use regex::Regex;
use serde::{Deserialize, Serialize};
use std::sync::OnceLock;

use crate::storage::StorageError;

/// A named attribute we ask the model to extract for every website.
#[derive(Debug, Clone, PartialEq, Eq, Serialize, Deserialize)]
pub struct ExtractField {
    pub id: String,
    pub name: String,
}

impl ExtractField {
    pub fn new(id: impl Into<String>, name: impl Into<String>) -> Self {
        Self {
            id: id.into(),
            name: name.into(),
        }
    }

    /// Build a user-defined field, deriving a stable id from the name and
    /// the creation time: `custom_<slug>_<millis>`.
    pub fn custom(name: &str) -> Result<Self, StorageError> {
        let name = name.trim();
        if name.is_empty() {
            return Err(StorageError::InvalidField("field name is empty".to_string()));
        }

        static WHITESPACE: OnceLock<Regex> = OnceLock::new();
        let whitespace = WHITESPACE.get_or_init(|| Regex::new(r"\s+").expect("valid regex"));
        let slug = whitespace.replace_all(&name.to_lowercase(), "_").to_string();
        let millis = chrono::Utc::now().timestamp_millis();

        Ok(Self::new(format!("custom_{}_{}", slug, millis), name))
    }

    pub fn is_default(&self) -> bool {
        DEFAULT_EXTRACT_FIELDS.iter().any(|(id, _)| *id == self.id)
    }
}

/// Built-in fields, always listed first and never stored.
pub const DEFAULT_EXTRACT_FIELDS: [(&str, &str); 4] = [
    ("country", "Primary country of residence"),
    ("industry", "Primary industry (MSCI GICS)"),
    ("language", "Primary language spoken"),
    ("size", "Estimated company size (employees)"),
];

pub fn default_fields() -> Vec<ExtractField> {
    DEFAULT_EXTRACT_FIELDS
        .iter()
        .map(|(id, name)| ExtractField::new(*id, *name))
        .collect()
}
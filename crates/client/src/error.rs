use thiserror::Error;

/// Why a single extraction failed, as shown to the user. None of these are
/// retried.
#[derive(Debug, Clone, PartialEq, Eq, Error)]
pub enum ClientError {
    /// Bad input, caught before any network call.
    #[error("{0}")]
    Validation(String),

    /// The boundary could not be reached.
    #[error("Request failed: {0}")]
    Transport(String),

    /// The boundary answered with a failure envelope; shown verbatim.
    #[error("{0}")]
    Service(String),

    /// The boundary answered, but not with something we can read.
    #[error("Invalid response format: {0}")]
    MalformedResponse(String),
}
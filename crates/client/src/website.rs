use url::Url;

use crate::error::ClientError;

/// Trim, default the scheme to `https://` and check the result is an
/// absolute URL with a host.
pub fn normalize_website(input: &str) -> Result<String, ClientError> {
    let trimmed = input.trim();
    if trimmed.is_empty() {
        return Err(ClientError::Validation("Please enter a website".to_string()));
    }

    let candidate = if trimmed.starts_with("http") {
        trimmed.to_string()
    } else {
        format!("https://{}", trimmed)
    };

    match Url::parse(&candidate) {
        Ok(url) if url.host_str().is_some_and(|h| !h.is_empty()) => Ok(candidate),
        _ => Err(ClientError::Validation(format!(
            "Please enter a valid website URL: {}",
            trimmed
        ))),
    }
}
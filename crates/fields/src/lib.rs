pub mod field;
pub mod registry;
pub mod settings;
pub mod storage;

pub use field::{default_fields, ExtractField, DEFAULT_EXTRACT_FIELDS};
pub use registry::FieldRegistry;
pub use settings::{Model, Settings, SettingsStore};
pub use storage::{FileStore, KeyValueStore, MemoryStore, StorageError, TieredStore};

> WHAT TO PRODUCE: Create a word-for-word copy of the whole listing.

> RESPONSE:
use regex::Regex;
use serde::{Deserialize, Serialize};
use std::sync::OnceLock;

use crate::storage::StorageError;

/// A named attribute we ask the model to extract for every website.
#[derive(Debug, Clone, PartialEq, Eq, Serialize, Deserialize)]
pub struct ExtractField {
    pub id: String,
    pub name: String,
}

impl ExtractField {
    pub fn new(id: impl Into<String>, name: impl Into<String>) -> Self {
        Self {
            id: id.into(),
            name: name.into(),
        }
    }

    /// Build a user-defined field, deriving a stable id from the name and
    /// the creation time: `custom_<slug>_<millis>`.
    pub fn custom(name: &str) -> Result<Self, StorageError> {
        let name = name.trim();
        if name.is_empty() {
            return Err(StorageError::InvalidField("field name is empty".to_string()));
        }

        static WHITESPACE: OnceLock<Regex> = OnceLock::new();
        let whitespace = WHITESPACE.get_or_init(|| Regex::new(r"\s+").expect("valid regex"));
        let slug = whitespace.replace_all(&name.to_lowercase(), "_").to_string();
        let millis = chrono::Utc::now().timestamp_millis();

        Ok(Self::new(format!("custom_{}_{}", slug, millis), name))
    }

    pub fn is_default(&self) -> bool {
        DEFAULT_EXTRACT_FIELDS.iter().any(|(id, _)| *id == self.id)
    }
}

/// Built-in fields, always listed first and never stored.
pub const DEFAULT_EXTRACT_FIELDS: [(&str, &str); 4] = [
    ("country", "Primary country of residence"),
    ("industry", "Primary industry (MSCI GICS)"),
    ("language", "Primary language spoken"),
    ("size", "Estimated company size (employees)"),
];

pub fn default_fields() -> Vec<ExtractField> {
    DEFAULT_EXTRACT_FIELDS
        .iter()
        .map(|(id, name)| ExtractField::new(*id, *name))
        .collect()
}
filename crates/client/src/error.rs
use thiserror::Error;

/// Why a single extraction failed, as shown to the user. None of these are
/// retried.
#[derive(Debug, Clone, PartialEq, Eq, Error)]
pub enum ClientError {
    /// Bad input, caught before any network call.
    #[error("{0}")]
    Validation(String),

    /// The boundary could not be reached.
    #[error("Request failed: {0}")]
    Transport(String),

    /// The boundary answered with a failure envelope; shown verbatim.
    #[error("{0}")]
    Service(String),

    /// The boundary answered, but not with something we can read.
    #[error("Invalid response format: {0}")]
    MalformedResponse(String),
}
filename crates/client/src/website.rs
use url::Url;

use crate::error::ClientError;

/// Trim, default the scheme to `https://` and check the result is an
/// absolute URL with a host.
pub fn normalize_website(input: &str) -> Result<String, ClientError> {
    let trimmed = input.trim();
    if trimmed.is_empty() {
        return Err(ClientError::Validation("Please enter a website".to_string()));
    }

    let candidate = if trimmed.starts_with("http") {
        trimmed.to_string()
    } else {
        format!("https://{}", trimmed)
    };

    match Url::parse(&candidate) {
        Ok(url) if url.host_str().is_some_and(|h| !h.is_empty()) => Ok(candidate),
        _ => Err(ClientError::Validation(format!(
            "Please enter a valid website URL: {}",
            trimmed
        ))),
    }
}
filename crates/fields/src/lib.rs
pub mod field;
pub mod registry;
pub mod settings;
pub mod storage;

pub use field::{default_fields, ExtractField, DEFAULT_EXTRACT_FIELDS};
pub use registry::FieldRegistry;
pub use settings::{Model, Settings, SettingsStore};
pub use storage::{FileStore, KeyValueStore, MemoryStore, StorageError, TieredStore};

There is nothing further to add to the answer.